Chiama e manda messaggi all’ex per due settimane: condannato per molestie. La conferma della Cassazione sul caso di Vibo Valentia

Non sono necessari insulti o minacce, per essere ritenuti colpevoli di molestie bastano continui messaggi e telefonate sgradite. A stabilirlo è la Corte di Cassazione che ha confermato la condanna inflitta dal tribunale di Vibo Valentia a un uomo che per circa due settimane, dal 13 al 31 dicembre 2022, ha contattato ripetutamente la sua ex per convincerla a dargli un’altra possibilità. Nei messaggi dell’uomo, che la persona offesa aveva allegato alla querela, non sono stati individuati contenuti offensivi o intimidatori, ma il suo comportamento «pressante» e «indiscreto» ha costituito, a parere dei giudici, una «intromissione inopportuna nella altrui sfera di libertà».

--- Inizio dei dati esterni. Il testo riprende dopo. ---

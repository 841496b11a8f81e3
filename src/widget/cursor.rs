//! Moving the hardware cursor around the screen with the arrow keys.

use crate::error::Result;
use crate::input::{Key, KeyCode};
use crate::scene::Scene;
use crate::terminal::Backend;

/// When [`capture_cursor`] returns.
#[derive(Debug, Clone, Copy, PartialEq, Eq)]
pub enum CaptureMode {
    /// After the first key that is not an arrow.
    OneKey,
    /// When this key is pressed; other non-arrow keys are ignored.
    Until(KeyCode),
}

/// Where the cursor ended up.
#[derive(Debug, Clone, Copy, PartialEq, Eq)]
pub struct CursorCapture {
    /// Final column.
    pub x: u16,
    /// Final row.
    pub y: u16,
    /// The key that ended a [`CaptureMode::OneKey`] capture. Always `None`
    /// for [`CaptureMode::Until`].
    pub key: Option<Key>,
}

/// Let the user move the cursor from `start` with the arrow keys.
///
/// The position stays on screen however often an edge is pushed, and is
/// clamped again when the screen shrinks mid-capture. The scene is redrawn
/// before every key read. The cursor is hidden again when the capture ends.
pub fn capture_cursor<B: Backend + ?Sized>(
    scene: &Scene,
    backend: &mut B,
    start: (u16, u16),
    mode: CaptureMode,
) -> Result<CursorCapture> {
    let result = track(scene, backend, start, mode);
    backend.set_cursor(None);
    result
}

fn track<B: Backend + ?Sized>(
    scene: &Scene,
    backend: &mut B,
    start: (u16, u16),
    mode: CaptureMode,
) -> Result<CursorCapture> {
    let (mut x, mut y) = start;
    loop {
        (x, y) = clamp(backend, x, y);
        backend.set_cursor(Some((x, y)));
        scene.redraw(backend)?;

        let key = backend.read_key()?;
        // the key read may have carried a resize
        (x, y) = clamp(backend, x, y);
        match key.code {
            KeyCode::Left => x = x.saturating_sub(1),
            KeyCode::Right => x = x.saturating_add(1),
            KeyCode::Up => y = y.saturating_sub(1),
            KeyCode::Down => y = y.saturating_add(1),
            _ => match mode {
                CaptureMode::OneKey => return Ok(CursorCapture { x, y, key: Some(key) }),
                CaptureMode::Until(stop) if key.code == stop => {
                    return Ok(CursorCapture { x, y, key: None });
                }
                CaptureMode::Until(_) => {}
            },
        }
    }
}

/// Pull `(x, y)` onto the current screen.
fn clamp<B: Backend + ?Sized>(backend: &B, x: u16, y: u16) -> (u16, u16) {
    let (cols, rows) = backend.size();
    (x.min(cols.saturating_sub(1)), y.min(rows.saturating_sub(1)))
}

#[cfg(test)]
mod tests {
    use super::*;
    use crate::point::Point;
    use crate::terminal::HeadlessBackend;
    use crate::Error;

    #[test]
    fn one_key_returns_position_and_key() {
        let scene = Scene::new();
        let mut backend =
            HeadlessBackend::new(10, 5).with_keys([KeyCode::Right, KeyCode::Down, KeyCode::Char('x')]);

        let capture = capture_cursor(&scene, &mut backend, (2, 2), CaptureMode::OneKey).unwrap();
        assert_eq!((capture.x, capture.y), (3, 3));
        assert_eq!(capture.key, Some(Key::char('x')));
        assert_eq!(backend.cursor(), Some((3, 3)));
    }

    #[test]
    fn one_key_clamps_at_every_edge() {
        let scene = Scene::new();
        let mut keys = vec![KeyCode::Left; 20];
        keys.extend([KeyCode::Up; 20]);
        keys.push(KeyCode::Enter);
        let mut backend = HeadlessBackend::new(4, 3).with_keys(keys);
        let capture = capture_cursor(&scene, &mut backend, (1, 1), CaptureMode::OneKey).unwrap();
        assert_eq!((capture.x, capture.y), (0, 0));

        let mut keys = vec![KeyCode::Right; 20];
        keys.extend([KeyCode::Down; 20]);
        keys.push(KeyCode::Enter);
        backend.push_keys(keys);
        let capture = capture_cursor(&scene, &mut backend, (1, 1), CaptureMode::OneKey).unwrap();
        assert_eq!((capture.x, capture.y), (3, 2));
    }

    #[test]
    fn start_outside_screen_is_clamped() {
        let scene = Scene::new();
        let mut backend = HeadlessBackend::new(4, 3).with_keys([KeyCode::Tab]);
        let capture = capture_cursor(&scene, &mut backend, (50, 50), CaptureMode::OneKey).unwrap();
        assert_eq!((capture.x, capture.y), (3, 2));
    }

    #[test]
    fn until_skips_other_keys_and_drops_terminator() {
        let scene = Scene::new();
        let mut backend = HeadlessBackend::new(10, 5).with_keys([
            KeyCode::Char('a'),
            KeyCode::Right,
            KeyCode::Tab,
            KeyCode::Right,
            KeyCode::Enter,
        ]);

        let capture =
            capture_cursor(&scene, &mut backend, (0, 0), CaptureMode::Until(KeyCode::Enter)).unwrap();
        assert_eq!(capture, CursorCapture { x: 2, y: 0, key: None });
        assert_eq!(backend.flushes(), 5);
    }

    #[test]
    fn cursor_hidden_when_capture_ends() {
        let scene = Scene::new();
        let mut backend = HeadlessBackend::new(4, 3).with_keys([KeyCode::Right, KeyCode::Enter]);
        let capture = capture_cursor(&scene, &mut backend, (0, 0), CaptureMode::OneKey).unwrap();
        assert_eq!((capture.x, capture.y), (1, 0));
        assert_eq!(backend.cursor(), None);

        let mut backend = HeadlessBackend::new(4, 3).with_keys([KeyCode::Right]);
        assert!(capture_cursor(&scene, &mut backend, (0, 0), CaptureMode::OneKey).is_err());
        assert_eq!(backend.cursor(), None);
    }

    /// Headless screen that shrinks once a given number of keys were read.
    struct Shrinking {
        inner: HeadlessBackend,
        keys_before_shrink: usize,
        size: (u16, u16),
    }

    impl Backend for Shrinking {
        fn size(&self) -> (u16, u16) {
            self.inner.size()
        }

        fn clear(&mut self) {
            self.inner.clear();
        }

        fn draw(&mut self, x: u16, y: u16, cell: crate::buffer::Cell) -> Result<()> {
            self.inner.draw(x, y, cell)
        }

        fn set_cursor(&mut self, position: Option<(u16, u16)>) {
            self.inner.set_cursor(position);
        }

        fn flush(&mut self) -> Result<()> {
            self.inner.flush()
        }

        fn read_key(&mut self) -> Result<Key> {
            let key = self.inner.read_key()?;
            self.keys_before_shrink = self.keys_before_shrink.saturating_sub(1);
            if self.keys_before_shrink == 0 {
                self.inner.resize(self.size.0, self.size.1);
            }
            Ok(key)
        }
    }

    #[test]
    fn bounds_follow_a_resize_mid_capture() {
        let scene = Scene::new();
        let inner = HeadlessBackend::new(10, 5).with_keys([
            KeyCode::Right,
            KeyCode::Right,
            KeyCode::Right,
            KeyCode::Down,
            KeyCode::Char('q'),
        ]);
        let mut backend = Shrinking {
            inner,
            keys_before_shrink: 2,
            size: (4, 2),
        };

        let capture = capture_cursor(&scene, &mut backend, (5, 3), CaptureMode::OneKey).unwrap();
        assert_eq!((capture.x, capture.y), (3, 1));
        assert_eq!(capture.key, Some(Key::char('q')));
    }

    #[test]
    fn redraws_the_scene_under_the_cursor() {
        let mut scene = Scene::new();
        let _p = scene.spawn(Point::new('@', 1, 0, 0)).unwrap();
        let mut backend = HeadlessBackend::new(3, 1);

        let err = capture_cursor(&scene, &mut backend, (0, 0), CaptureMode::OneKey).unwrap_err();
        assert!(matches!(err, Error::InputClosed));
        assert_eq!(backend.row(0), " @ ");
    }
}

La sentenza della Cassazione
La difesa si è concentrata sul fatto che il tentativo dell’uomo di riallacciare i rapporti fosse durato “solo” due settimane e che la vittima non avesse mai bloccato il numero dell’imputato. Inoltre, mancava la prova di un effettivo danno psichico. La Corte tuttavia ha respinto queste argomentazioni, sostenendo che la molestia può essere riconosciuta anche in assenza di effetti duraturi, che si realizza non appena viene avvertita e che sia particolarmente invasiva quando usata con il mezzo del telefono. Pertanto, il ricorso dell’imputato è stato giudicato inammissibile.
La differenza tra molestia e stalking
La Cassazione ha ricondotto il comportamento dell’uomo al reato di molestia, stabilito dall’art. 660 del codice penale. Questo delitto non è da confondersi con lo stalking (art. 612 bis), che prevede minacce e molestie tali «da ingenerare un fondato timore per l’incolumità» o da costringere la vittima «ad alterare le proprie abitudini di vita».